Assigned task: Repeat the whole listing exactly as it appears.

= Beginning of Section =

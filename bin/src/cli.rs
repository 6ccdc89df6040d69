use chrono::{DateTime, Datelike, NaiveDate, NaiveTime, Utc};
use clap::{Parser, Subcommand};
use console::style;
use log::LevelFilter;
use statement_utils::{config::Config, disk_storage::DiskStorageInterface};

use crate::error::{Error, Result};

#[derive(Parser, Debug)]
#[command(name = "statement", bin_name = "statement", version)]
#[command(about = "Account statement across a set of Ethereum addresses")]
pub struct Cli {
    #[command(subcommand)]
    pub cmd: Option<Commands>,

    /// Addresses to combine, comma or space separated. Defaults to the last used ones.
    #[arg(long, short)]
    pub addresses: Option<String>,

    /// First day of the period (YYYY-MM-DD), defaults to the start of last month
    #[arg(long)]
    pub start: Option<NaiveDate>,

    /// Last day of the period (YYYY-MM-DD), defaults to the end of last month
    #[arg(long)]
    pub end: Option<NaiveDate>,

    /// Print the statement as JSON
    #[arg(long)]
    pub json: bool,

    #[arg(long, env = "ETHERSCAN_API_KEY", hide_env_values = true)]
    pub etherscan_api_key: Option<String>,

    #[arg(long, default_value = "info")]
    pub log_level: LevelFilter,
}

#[derive(Subcommand, Debug)]
pub enum Commands {
    /// Read or change the stored configuration
    Config {
        #[command(subcommand)]
        action: ConfigActions,
    },
}

#[derive(Subcommand, Debug)]
pub enum ConfigActions {
    /// Store the Etherscan API key, an empty key removes it
    #[command(alias = "etherscan")]
    SetApiKey { key: String },

    /// Print the configuration file
    Show,
}

impl ConfigActions {
    pub fn handle(&self) -> Result<()> {
        match self {
            ConfigActions::SetApiKey { key } => {
                let key = key.trim().to_string();
                if key.is_empty() {
                    let mut config = Config::load()?;
                    config.etherscan_api_key = None;
                    config.save()?;
                    println!("Etherscan API key removed.");
                } else {
                    Config::set_etherscan_api_key(key)?;
                    println!("Etherscan API key saved.");
                }
            }
            ConfigActions::Show => {
                let config = Config::load()?;
                println!("{}", style(Config::path()?.display()).dim());
                println!(
                    "etherscan_api_key = {}",
                    match &config.etherscan_api_key {
                        Some(key) if !key.is_empty() => mask(key),
                        _ => "None".to_string(),
                    }
                );
                println!("chain_id = {}", config.chain_id);
                println!(
                    "native = {} ({}, {} decimals)",
                    config.native_symbol, config.native_name, config.native_decimals
                );
                println!("addresses = {}", config.addresses);
            }
        }
        Ok(())
    }
}

fn mask(key: &str) -> String {
    let visible: String = key.chars().take(4).collect();
    format!("{visible}***")
}

/// First and last day of the calendar month before `today`.
pub fn previous_month(today: NaiveDate) -> Option<(NaiveDate, NaiveDate)> {
    let last = today.with_day(1)?.pred_opt()?;
    Some((last.with_day(1)?, last))
}

pub fn start_of_day(date: NaiveDate) -> DateTime<Utc> {
    date.and_time(NaiveTime::MIN).and_utc()
}

pub fn end_of_day(date: NaiveDate) -> Result<DateTime<Utc>> {
    date.and_hms_milli_opt(23, 59, 59, 999)
        .map(|end| end.and_utc())
        .ok_or(Error::InvalidDate(date))
}

impl Cli {
    /// Statement period, from the start of `start` to the last millisecond of `end`.
    pub fn period(&self, today: NaiveDate) -> Result<(DateTime<Utc>, DateTime<Utc>)> {
        let (default_start, default_end) =
            previous_month(today).ok_or(Error::InvalidDate(today))?;
        let start = self.start.unwrap_or(default_start);
        let end = self.end.unwrap_or(default_end);
        Ok((start_of_day(start), end_of_day(end)?))
    }
}
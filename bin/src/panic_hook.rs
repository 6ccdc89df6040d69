/// Sets a panic hook to provide better error messages and encourage users to report bugs.
pub fn set() {
    std::panic::set_hook(Box::new(|info| {
        let msg = if let Some(s) = info.payload().downcast_ref::<&str>() {
            s.to_string()
        } else if let Some(s) = info.payload().downcast_ref::<String>() {
            s.clone()
        } else {
            info.to_string()
        };

        if let Some(loc) = info.location() {
            log::error!("panic: {msg:?} at {}:{}", loc.file(), loc.line());
            eprintln!("Panic: {msg:?} at {}:{}", loc.file(), loc.line());
        } else {
            log::error!("panic: {msg:?}");
            eprintln!("Panic: {msg:?}");
        }

        eprintln!("This is a bug! Please report it along with the log file.");
    }));
}
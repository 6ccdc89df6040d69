use std::collections::{BTreeMap, HashMap};

use alloy::primitives::I256;
use serde::{Deserialize, Serialize};

use crate::{
    asset::TokenAddress,
    combine::CombinedTransactions,
    transaction::LedgerKey,
};

/// Balance of one asset immediately after one entry of the combined stream.
#[derive(Clone, Debug, PartialEq, Eq, Serialize, Deserialize)]
pub struct Snapshot {
    pub value: I256,
    pub decimals: u8,
    pub symbol: String,
    pub name: String,
}

pub type Series = BTreeMap<LedgerKey, Snapshot>;

/// Per asset step function of balances, sampled only at event times.
#[derive(Clone, Debug, Default, PartialEq, Eq)]
pub struct RunningBalances {
    balances: BTreeMap<TokenAddress, Series>,
}

impl RunningBalances {
    /// Folds the combined stream in ledger order.
    ///
    /// Every asset starts at zero before its first tracked entry, so a debit
    /// observed before any credit yields a negative balance which is kept as is.
    pub fn compute(combined: &CombinedTransactions) -> crate::Result<Self> {
        let mut accumulators = HashMap::<TokenAddress, I256>::new();
        let mut balances = BTreeMap::<TokenAddress, Series>::new();

        for entry in combined {
            let token = entry.asset.token;
            let accumulator = accumulators.entry(token).or_insert(I256::ZERO);

            *accumulator = accumulator
                .checked_add(entry.signed_amount()?)
                .ok_or_else(|| crate::Error::BalanceOverflow {
                    symbol: entry.asset.symbol.clone(),
                    millis: entry.key.millis,
                })?;

            balances.entry(token).or_default().insert(
                entry.key,
                Snapshot {
                    value: *accumulator,
                    decimals: entry.asset.decimals,
                    symbol: entry.asset.symbol.clone(),
                    name: entry.asset.name.clone(),
                },
            );
        }

        Ok(Self { balances })
    }

    pub fn series(&self, token: &TokenAddress) -> Option<&Series> {
        self.balances.get(token)
    }

    pub fn get(&self, token: &TokenAddress, key: &LedgerKey) -> Option<&Snapshot> {
        self.series(token).and_then(|series| series.get(key))
    }

    /// Latest snapshot whose time is not after `millis`.
    pub fn latest_at_or_before(
        &self,
        token: &TokenAddress,
        millis: i64,
    ) -> Option<(&LedgerKey, &Snapshot)> {
        self.series(token)
            .and_then(|series| series.range(..=LedgerKey::end_of(millis)).next_back())
    }

    pub fn tokens(&self) -> impl Iterator<Item = &TokenAddress> {
        self.balances.keys()
    }

    pub fn iter(&self) -> impl Iterator<Item = (&TokenAddress, &Series)> {
        self.balances.iter()
    }

    pub fn is_empty(&self) -> bool {
        self.balances.is_empty()
    }
}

= End of Section =

Output of the exercise:
filename bin/src/cli.rs
repository 6ccdc89df6040d69
use chrono::{DateTime, Datelike, NaiveDate, NaiveTime, Utc};
use clap::{Parser, Subcommand};
use console::style;
use log::LevelFilter;
use statement_utils::{config::Config, disk_storage::DiskStorageInterface};

use crate::error::{Error, Result};

#[derive(Parser, Debug)]
#[command(name = "statement", bin_name = "statement", version)]
#[command(about = "Account statement across a set of Ethereum addresses")]
pub struct Cli {
    #[command(subcommand)]
    pub cmd: Option<Commands>,

    /// Addresses to combine, comma or space separated. Defaults to the last used ones.
    #[arg(long, short)]
    pub addresses: Option<String>,

    /// First day of the period (YYYY-MM-DD), defaults to the start of last month
    #[arg(long)]
    pub start: Option<NaiveDate>,

    /// Last day of the period (YYYY-MM-DD), defaults to the end of last month
    #[arg(long)]
    pub end: Option<NaiveDate>,

    /// Print the statement as JSON
    #[arg(long)]
    pub json: bool,

    #[arg(long, env = "ETHERSCAN_API_KEY", hide_env_values = true)]
    pub etherscan_api_key: Option<String>,

    #[arg(long, default_value = "info")]
    pub log_level: LevelFilter,
}

#[derive(Subcommand, Debug)]
pub enum Commands {
    /// Read or change the stored configuration
    Config {
        #[command(subcommand)]
        action: ConfigActions,
    },
}

#[derive(Subcommand, Debug)]
pub enum ConfigActions {
    /// Store the Etherscan API key, an empty key removes it
    #[command(alias = "etherscan")]
    SetApiKey { key: String },

    /// Print the configuration file
    Show,
}

impl ConfigActions {
    pub fn handle(&self) -> Result<()> {
        match self {
            ConfigActions::SetApiKey { key } => {
                let key = key.trim().to_string();
                if key.is_empty() {
                    let mut config = Config::load()?;
                    config.etherscan_api_key = None;
                    config.save()?;
                    println!("Etherscan API key removed.");
                } else {
                    Config::set_etherscan_api_key(key)?;
                    println!("Etherscan API key saved.");
                }
            }
            ConfigActions::Show => {
                let config = Config::load()?;
                println!("{}", style(Config::path()?.display()).dim());
                println!(
                    "etherscan_api_key = {}",
                    match &config.etherscan_api_key {
                        Some(key) if !key.is_empty() => mask(key),
                        _ => "None".to_string(),
                    }
                );
                println!("chain_id = {}", config.chain_id);
                println!(
                    "native = {} ({}, {} decimals)",
                    config.native_symbol, config.native_name, config.native_decimals
                );
                println!("addresses = {}", config.addresses);
            }
        }
        Ok(())
    }
}

fn mask(key: &str) -> String {
    let visible: String = key.chars().take(4).collect();
    format!("{visible}***")
}

/// First and last day of the calendar month before `today`.
pub fn previous_month(today: NaiveDate) -> Option<(NaiveDate, NaiveDate)> {
    let last = today.with_day(1)?.pred_opt()?;
    Some((last.with_day(1)?, last))
}

pub fn start_of_day(date: NaiveDate) -> DateTime<Utc> {
    date.and_time(NaiveTime::MIN).and_utc()
}

pub fn end_of_day(date: NaiveDate) -> Result<DateTime<Utc>> {
    date.and_hms_milli_opt(23, 59, 59, 999)
        .map(|end| end.and_utc())
        .ok_or(Error::InvalidDate(date))
}

impl Cli {
    /// Statement period, from the start of `start` to the last millisecond of `end`.
    pub fn period(&self, today: NaiveDate) -> Result<(DateTime<Utc>, DateTime<Utc>)> {
        let (default_start, default_end) =
            previous_month(today).ok_or(Error::InvalidDate(today))?;
        let start = self.start.unwrap_or(default_start);
        let end = self.end.unwrap_or(default_end);
        Ok((start_of_day(start), end_of_day(end)?))
    }
}
filename bin/src/panic_hook.rs
repository 6ccdc89df6040d69
/// Sets a panic hook to provide better error messages and encourage users to report bugs.
pub fn set() {
    std::panic::set_hook(Box::new(|info| {
        let msg = if let Some(s) = info.payload().downcast_ref::<&str>() {
            s.to_string()
        } else if let Some(s) = info.payload().downcast_ref::<String>() {
            s.clone()
        } else {
            info.to_string()
        };

        if let Some(loc) = info.location() {
            log::error!("panic: {msg:?} at {}:{}", loc.file(), loc.line());
            eprintln!("Panic: {msg:?} at {}:{}", loc.file(), loc.line());
        } else {
            log::error!("panic: {msg:?}");
            eprintln!("Panic: {msg:?}");
        }

        eprintln!("This is a bug! Please report it along with the log file.");
    }));
}
repository 6ccdc89df6040d69
use std::collections::{BTreeMap, HashMap};

use alloy::primitives::I256;
use serde::{Deserialize, Serialize};

use crate::{
    asset::TokenAddress,
    combine::CombinedTransactions,
    transaction::LedgerKey,
};

/// Balance of one asset immediately after one entry of the combined stream.
#[derive(Clone, Debug, PartialEq, Eq, Serialize, Deserialize)]
pub struct Snapshot {
    pub value: I256,
    pub decimals: u8,
    pub symbol: String,
    pub name: String,
}

pub type Series = BTreeMap<LedgerKey, Snapshot>;

/// Per asset step function of balances, sampled only at event times.
#[derive(Clone, Debug, Default, PartialEq, Eq)]
pub struct RunningBalances {
    balances: BTreeMap<TokenAddress, Series>,
}

impl RunningBalances {
    /// Folds the combined stream in ledger order.
    ///
    /// Every asset starts at zero before its first tracked entry, so a debit
    /// observed before any credit yields a negative balance which is kept as is.
    pub fn compute(combined: &CombinedTransactions) -> crate::Result<Self> {
        let mut accumulators = HashMap::<TokenAddress, I256>::new();
        let mut balances = BTreeMap::<TokenAddress, Series>::new();

        for entry in combined {
            let token = entry.asset.token;
            let accumulator = accumulators.entry(token).or_insert(I256::ZERO);

            *accumulator = accumulator
                .checked_add(entry.signed_amount()?)
                .ok_or_else(|| crate::Error::BalanceOverflow {
                    symbol: entry.asset.symbol.clone(),
                    millis: entry.key.millis,
                })?;

            balances.entry(token).or_default().insert(
                entry.key,
                Snapshot {
                    value: *accumulator,
                    decimals: entry.asset.decimals,
                    symbol: entry.asset.symbol.clone(),
                    name: entry.asset.name.clone(),
                },
            );
        }

        Ok(Self { balances })
    }

    pub fn series(&self, token: &TokenAddress) -> Option<&Series> {
        self.balances.get(token)
    }

    pub fn get(&self, token: &TokenAddress, key: &LedgerKey) -> Option<&Snapshot> {
        self.series(token).and_then(|series| series.get(key))
    }

    /// Latest snapshot whose time is not after `millis`.
    pub fn latest_at_or_before(
        &self,
        token: &TokenAddress,
        millis: i64,
    ) -> Option<(&LedgerKey, &Snapshot)> {
        self.series(token)
            .and_then(|series| series.range(..=LedgerKey::end_of(millis)).next_back())
    }

    pub fn tokens(&self) -> impl Iterator<Item = &TokenAddress> {
        self.balances.keys()
    }

    pub fn iter(&self) -> impl Iterator<Item = (&TokenAddress, &Series)> {
        self.balances.iter()
    }

    pub fn is_empty(&self) -> bool {
        self.balances.is_empty()
    }
}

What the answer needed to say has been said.